Reading is fundamental  


One of my greatest pleasures is going on vacation and finding a local bookstore; hunting down something appropriate to read, maybe from the store's curated "local reads" section. You can learn a lot of about a place via its bookstores--or lack thereof.

Isabel Coixet's The Bookshop, based on the novel by Penelope Fitzgerald, centers on just such a bookshop in the small English seaside town of Hardborough, Suffolk, in 1959. Florence Green (Emily Mortimer) is a war widow who decides to buy an old house that has been sitting empty in the town for years, to live in and open a bookshop, partly in tribute to her husband, who shared her intense love of reading.

It's a simple enough dream, but the small town has its objections, particularly from wealthy matriarch Violet Gamart (Patrica Clarkson), who, once that old house is no longer available, decides is the perfect place for a town "art center."

Florence's most devoted customer turns out to be the town's aging recluse, Mr. Brundish (Bill Nighy) who spends most of his days sitting in his drafty mansion, reading "biographies about good people, and novels about nasty people." He detests most of the town, but takes a liking to Florence, especially after she introduces him to the works of Ray Bradbury, as well as a controversial new novel called Lolita.
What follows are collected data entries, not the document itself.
pub mod declarations;
pub mod languages;

use std::cell::RefCell;
use std::path::Path;

use thiserror::Error;
use tree_sitter::{Parser, Tree};

use declarations::{Declaration, extract_declarations};
use languages::Grammar;

/// Why a file produced no declarations.
#[derive(Debug, Error)]
pub enum ParseError {
    #[error("unsupported file extension: {0:?}")]
    UnsupportedExtension(String),
    #[error("failed to load {grammar:?} grammar: {message}")]
    Grammar { grammar: Grammar, message: String },
    #[error("tree-sitter returned no tree for {0}")]
    NoTree(String),
}

// Thread-local Parser instances, one per rayon worker thread.
// Each Parser is initialised once per thread with the appropriate grammar.
thread_local! {
    static PARSER_TS: RefCell<Parser> = RefCell::new(new_parser(Grammar::TypeScript));
    static PARSER_TSX: RefCell<Parser> = RefCell::new(new_parser(Grammar::Tsx));
    static PARSER_JS: RefCell<Parser> = RefCell::new(new_parser(Grammar::JavaScript));
}

fn new_parser(grammar: Grammar) -> Parser {
    let mut parser = Parser::new();
    parser
        .set_language(&grammar.language())
        .expect("bundled grammar is ABI-compatible with tree-sitter");
    parser
}

fn grammar_for_path(path: &Path) -> Result<Grammar, ParseError> {
    let ext = path.extension().and_then(|e| e.to_str()).unwrap_or("");
    Grammar::for_extension(ext).ok_or_else(|| ParseError::UnsupportedExtension(ext.to_owned()))
}

/// Parse a source file and extract its declarations.
///
/// Allocates a fresh `Parser` on every call, suitable for single-file watcher
/// updates where the overhead is negligible. For bulk parsing use
/// [`parse_file_parallel`] instead.
///
/// Malformed source does not fail: tree-sitter recovers and the declarations it
/// can still see are returned.
///
/// # Errors
/// - the file extension has no grammar
/// - tree-sitter returns `None`
pub fn parse_file(path: &Path, source: &[u8]) -> Result<Vec<Declaration>, ParseError> {
    let grammar = grammar_for_path(path)?;
    let mut parser = Parser::new();
    parser
        .set_language(&grammar.language())
        .map_err(|e| ParseError::Grammar {
            grammar,
            message: e.to_string(),
        })?;
    let tree = parser
        .parse(source, None)
        .ok_or_else(|| ParseError::NoTree(path.display().to_string()))?;
    Ok(extract_declarations(&tree, source))
}

/// Parse a source file using thread-local Parser instances (for rayon parallel use).
///
/// Same as [`parse_file`] but reuses a per-thread Parser instead of allocating a new one.
pub fn parse_file_parallel(path: &Path, source: &[u8]) -> Result<Vec<Declaration>, ParseError> {
    let grammar = grammar_for_path(path)?;
    let parse = |p: &RefCell<Parser>| -> Option<Tree> { p.borrow_mut().parse(source, None) };
    let tree = match grammar {
        Grammar::TypeScript => PARSER_TS.with(parse),
        Grammar::Tsx => PARSER_TSX.with(parse),
        Grammar::JavaScript => PARSER_JS.with(parse),
    };
    let tree = tree.ok_or_else(|| ParseError::NoTree(path.display().to_string()))?;
    Ok(extract_declarations(&tree, source))
}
Mortimer's Florence appears mousy and bookish, but she's no wallflower, fighting, as best she can, for what she wants. Nighy's Mr. Brandish is an odd bird, intense and averse to eye contact, but also blunt. Their scenes together vibrate with what goes unsaid.

The Bookshop is classically British, from its salty seaside characters, to its fireplaces and knit shawls, and especially to how the central conflict between Florence and Violet simmers under the surface, behind polite words and smiles. The two only meet one face-to-face once, so their feud is inflamed through the aid of lawyers, bankers, and neighbors.

While that conflict provides the film's drama, the film's small joys come in seeing Florence open that shop, and, with after-school help from young neighbor Christine (Honor Kneafsey), stocking the shelves with classics and new discoveries, relishing the smells of old books and the colorful covers of new releases.

I recently watched four seasons of The Great British Baking Show in the course of two weeks, and at first was perplexed by my addiction to it, since I don't like cooking shows, and am in no way an Anglophile. But then I realized I was hooked because it was so soothing, with its peaceful, English countryside setting, band of Brits who support each other while also competing, and occasional shots of young lambs eating ivy.

The Bookshop broke that fantasy, reminding me there's no such thing as a country filled with nothing but nice people doing nice things for each other, and that vengeful bitterness can simmer under the most sincere of smiles.


The Bookshop is currently playing the Bay Area at San Francisco's Clay, the Albany Twin and the Smith Rafael Film Center.